Sí, venid a morderme la sangre,
a este pecho, a estas piernas, a la ardiente mejilla.
[…]
¡Ay! qué acero feliz, qué piadoso martirio.
¡Ay! punta de coral, águila, lirio
de estremecidos pétalos. Sí. Tengo
para vosotras, flechas, el corazón ardiente. (OC, I, 120).
El marco religioso del poema no logra ocultar el regodeo morboso del
mártir—“rico sufrimiento” lo llamó Juan Ramón (12)—al contacto de
las flechas.
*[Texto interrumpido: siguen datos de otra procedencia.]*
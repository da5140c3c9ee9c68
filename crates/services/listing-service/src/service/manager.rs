//! Marketplace mutations.
//!
//! Every mutation is checked against the acting user before the store is
//! touched, and runs under the write deadline. Refreshing the affected
//! collection afterwards is the calling view-model's job.

use std::sync::Arc;

use async_trait::async_trait;
use tracing::info;

use common::{call_with_deadline, AppResult, DeadlineConfig};
use domain::{
    AccountStatus, Listing, ListingStatus, MembershipType, NewListing, UserId, UserProfile,
};
use platform::{ListingRepository, ProfileRepository};

use crate::authorize::{ensure_admin, ensure_can_manage, ensure_can_post};

#[cfg(any(test, feature = "test-utils"))]
use mockall::automock;

/// Listing service trait for dependency injection.
#[cfg_attr(any(test, feature = "test-utils"), automock)]
#[async_trait]
pub trait ListingService: Send + Sync {
    /// Validate and publish a new listing owned by `actor`
    async fn post_listing(&self, actor: &UserProfile, listing: NewListing) -> AppResult<()>;

    /// Owner or admin only
    async fn set_listing_status(
        &self,
        actor: &UserProfile,
        listing: &Listing,
        status: ListingStatus,
    ) -> AppResult<()>;

    /// Owner or admin only
    async fn delete_listing(&self, actor: &UserProfile, listing: &Listing) -> AppResult<()>;

    /// Admin only
    async fn set_owner_membership(
        &self,
        actor: &UserProfile,
        owner_id: &str,
        membership: MembershipType,
    ) -> AppResult<()>;

    /// Admin only
    async fn set_account_status(
        &self,
        actor: &UserProfile,
        user_id: &str,
        status: AccountStatus,
    ) -> AppResult<()>;
}

/// Concrete implementation of ListingService
pub struct ListingManager {
    listings: Arc<dyn ListingRepository>,
    profiles: Arc<dyn ProfileRepository>,
    deadlines: DeadlineConfig,
}

impl ListingManager {
    pub fn new(
        listings: Arc<dyn ListingRepository>,
        profiles: Arc<dyn ProfileRepository>,
        deadlines: DeadlineConfig,
    ) -> Self {
        Self {
            listings,
            profiles,
            deadlines,
        }
    }
}

#[async_trait]
impl ListingService for ListingManager {
    async fn post_listing(&self, actor: &UserProfile, listing: NewListing) -> AppResult<()> {
        ensure_can_post(actor)?;
        let listing = listing.validated()?;

        info!(seller_id = %actor.id, title = %listing.title, "Posting listing");
        call_with_deadline(
            "Ad posting",
            self.deadlines.listing_write(),
            self.listings.create(&actor.id, listing, ListingStatus::Active),
        )
        .await?;

        info!(seller_id = %actor.id, "Listing posted");
        Ok(())
    }

    async fn set_listing_status(
        &self,
        actor: &UserProfile,
        listing: &Listing,
        status: ListingStatus,
    ) -> AppResult<()> {
        ensure_can_manage(actor, listing)?;

        call_with_deadline(
            "Ad status update",
            self.deadlines.listing_write(),
            self.listings.set_status(&listing.id, status),
        )
        .await?;

        info!(listing_id = %listing.id, %status, "Listing status updated");
        Ok(())
    }

    async fn delete_listing(&self, actor: &UserProfile, listing: &Listing) -> AppResult<()> {
        ensure_can_manage(actor, listing)?;

        let deletion = async {
            if actor.is_admin() {
                self.listings.delete(&listing.id).await
            } else {
                self.listings.delete_owned(&listing.id, &actor.id).await
            }
        };
        call_with_deadline("Ad deletion", self.deadlines.listing_write(), deletion).await?;

        info!(listing_id = %listing.id, actor = %actor.id, "Listing deleted");
        Ok(())
    }

    async fn set_owner_membership(
        &self,
        actor: &UserProfile,
        owner_id: &str,
        membership: MembershipType,
    ) -> AppResult<()> {
        ensure_admin(actor)?;
        let owner_id: UserId = owner_id.to_string();

        call_with_deadline(
            "Membership update",
            self.deadlines.listing_write(),
            self.profiles.set_membership(&owner_id, membership),
        )
        .await?;

        info!(user_id = %owner_id, %membership, "Membership updated");
        Ok(())
    }

    async fn set_account_status(
        &self,
        actor: &UserProfile,
        user_id: &str,
        status: AccountStatus,
    ) -> AppResult<()> {
        ensure_admin(actor)?;

        call_with_deadline(
            "User status update",
            self.deadlines.listing_write(),
            self.profiles.set_status(user_id, status),
        )
        .await?;

        info!(user_id, %status, "Account status updated");
        Ok(())
    }
}
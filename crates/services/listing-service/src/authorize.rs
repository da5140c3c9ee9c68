//! Client-side authorization predicate.
//!
//! The store enforces its own row policies; these checks only stop the
//! client from issuing a mutation it already knows is not allowed.

use common::{AppError, AppResult};
use domain::{Listing, UserProfile};

/// Admins manage every listing; anyone else only their own.
pub fn can_manage_listing(actor: &UserProfile, listing: &Listing) -> bool {
    actor.is_admin() || listing.is_owned_by(&actor.id)
}

pub fn ensure_can_manage(actor: &UserProfile, listing: &Listing) -> AppResult<()> {
    if can_manage_listing(actor, listing) {
        Ok(())
    } else {
        tracing::warn!(actor = %actor.id, listing = %listing.id, "Refusing to modify listing owned by another seller");
        Err(AppError::Forbidden)
    }
}

pub fn ensure_admin(actor: &UserProfile) -> AppResult<()> {
    if actor.is_admin() {
        Ok(())
    } else {
        tracing::warn!(actor = %actor.id, role = %actor.role, "Admin operation refused");
        Err(AppError::Forbidden)
    }
}

pub fn ensure_can_post(actor: &UserProfile) -> AppResult<()> {
    if actor.role.can_post() {
        Ok(())
    } else {
        Err(AppError::Forbidden)
    }
}
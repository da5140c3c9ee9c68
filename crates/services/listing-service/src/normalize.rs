//! Uniform display shape for listings from either source.

use serde::Serialize;

use domain::{Category, Listing, ListingId, ListingStatus, UserId, UNKNOWN_SELLER};

/// Where a displayed listing came from.
#[derive(Debug, Clone, Copy, PartialEq, Eq, Serialize)]
#[serde(rename_all = "lowercase")]
pub enum ListingSource {
    Remote,
    Sample,
}

/// Flat built-in listing shown when the store is unreachable or empty.
#[derive(Debug, Clone, PartialEq)]
pub struct SampleListing {
    pub id: String,
    pub title: String,
    pub description: String,
    pub price: f64,
    pub category: Category,
    pub location: String,
    pub seller: String,
    pub glyph: &'static str,
    pub is_premium: bool,
}

/// Either listing shape.
#[derive(Debug, Clone, Copy)]
pub enum RawListing<'a> {
    Remote(&'a Listing),
    Sample(&'a SampleListing),
}

/// What the browse view renders for one listing.
#[derive(Debug, Clone, PartialEq, Serialize)]
pub struct DisplayListing {
    pub id: ListingId,
    /// Absent for sample listings
    pub seller_id: Option<UserId>,
    pub title: String,
    pub description: String,
    pub price: f64,
    pub category: Category,
    pub location: String,
    pub seller: String,
    pub glyph: &'static str,
    pub status: ListingStatus,
    pub is_premium: bool,
    pub is_featured: bool,
    pub contact_phone: Option<String>,
    pub contact_email: Option<String>,
    pub source: ListingSource,
}

pub fn normalize(raw: RawListing<'_>) -> DisplayListing {
    match raw {
        RawListing::Remote(listing) => DisplayListing {
            id: listing.id.clone(),
            seller_id: Some(listing.seller_id.clone()),
            title: listing.title.clone(),
            description: listing.description.clone(),
            price: listing.price,
            category: listing.category.clone(),
            location: listing.location.clone(),
            seller: seller_name(listing).to_string(),
            glyph: listing.category.glyph(),
            status: listing.status,
            is_premium: listing.is_premium,
            is_featured: listing.is_featured,
            contact_phone: listing.contact_phone.clone(),
            contact_email: listing.contact_email.clone(),
            source: ListingSource::Remote,
        },
        RawListing::Sample(sample) => DisplayListing {
            id: sample.id.clone(),
            seller_id: None,
            title: sample.title.clone(),
            description: sample.description.clone(),
            price: sample.price,
            category: sample.category.clone(),
            location: sample.location.clone(),
            seller: sample.seller.clone(),
            glyph: sample.glyph,
            status: ListingStatus::Active,
            is_premium: sample.is_premium,
            is_featured: false,
            contact_phone: None,
            contact_email: None,
            source: ListingSource::Sample,
        },
    }
}

/// Joined seller name, or the placeholder when the join carried none.
pub fn seller_name(listing: &Listing) -> &str {
    listing
        .seller
        .as_ref()
        .and_then(|s| s.full_name.as_deref())
        .map(str::trim)
        .filter(|name| !name.is_empty())
        .unwrap_or(UNKNOWN_SELLER)
}
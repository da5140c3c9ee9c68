//! Listing view-models and the mutations behind them.

mod admin;
mod catalog;
mod manager;
mod seller;

use std::sync::Arc;

use platform::{AnalyticsRepository, ListingRepository, PaymentRepository, ProfileRepository};

pub use admin::{AdminConsole, AdminOverview};
pub use catalog::{BrowseCatalog, ListingView};
pub use manager::{ListingManager, ListingService};
pub use seller::{PremiumRequest, SellerDashboard, SellerOverview};

#[cfg(any(test, feature = "test-utils"))]
pub use manager::MockListingService;

/// Repositories the view-models read from.
#[derive(Clone)]
pub struct Repositories {
    pub profiles: Arc<dyn ProfileRepository>,
    pub listings: Arc<dyn ListingRepository>,
    pub analytics: Arc<dyn AnalyticsRepository>,
    pub payments: Arc<dyn PaymentRepository>,
}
Es este, sin duda, el texto más carnal de Florit, el único en su
obra en que el hablante prorrumpe en gritos de gozo y dolor al sentir su
cuerpo “acariciado.” El autor de De tiempo y agonía nunca fue un poeta
del cuerpo, y menos aun de un cuerpo a la intemperie. En sus poemas más
representativos—“El hombre solo,” “Nadie conversa contigo,” “El solitario,”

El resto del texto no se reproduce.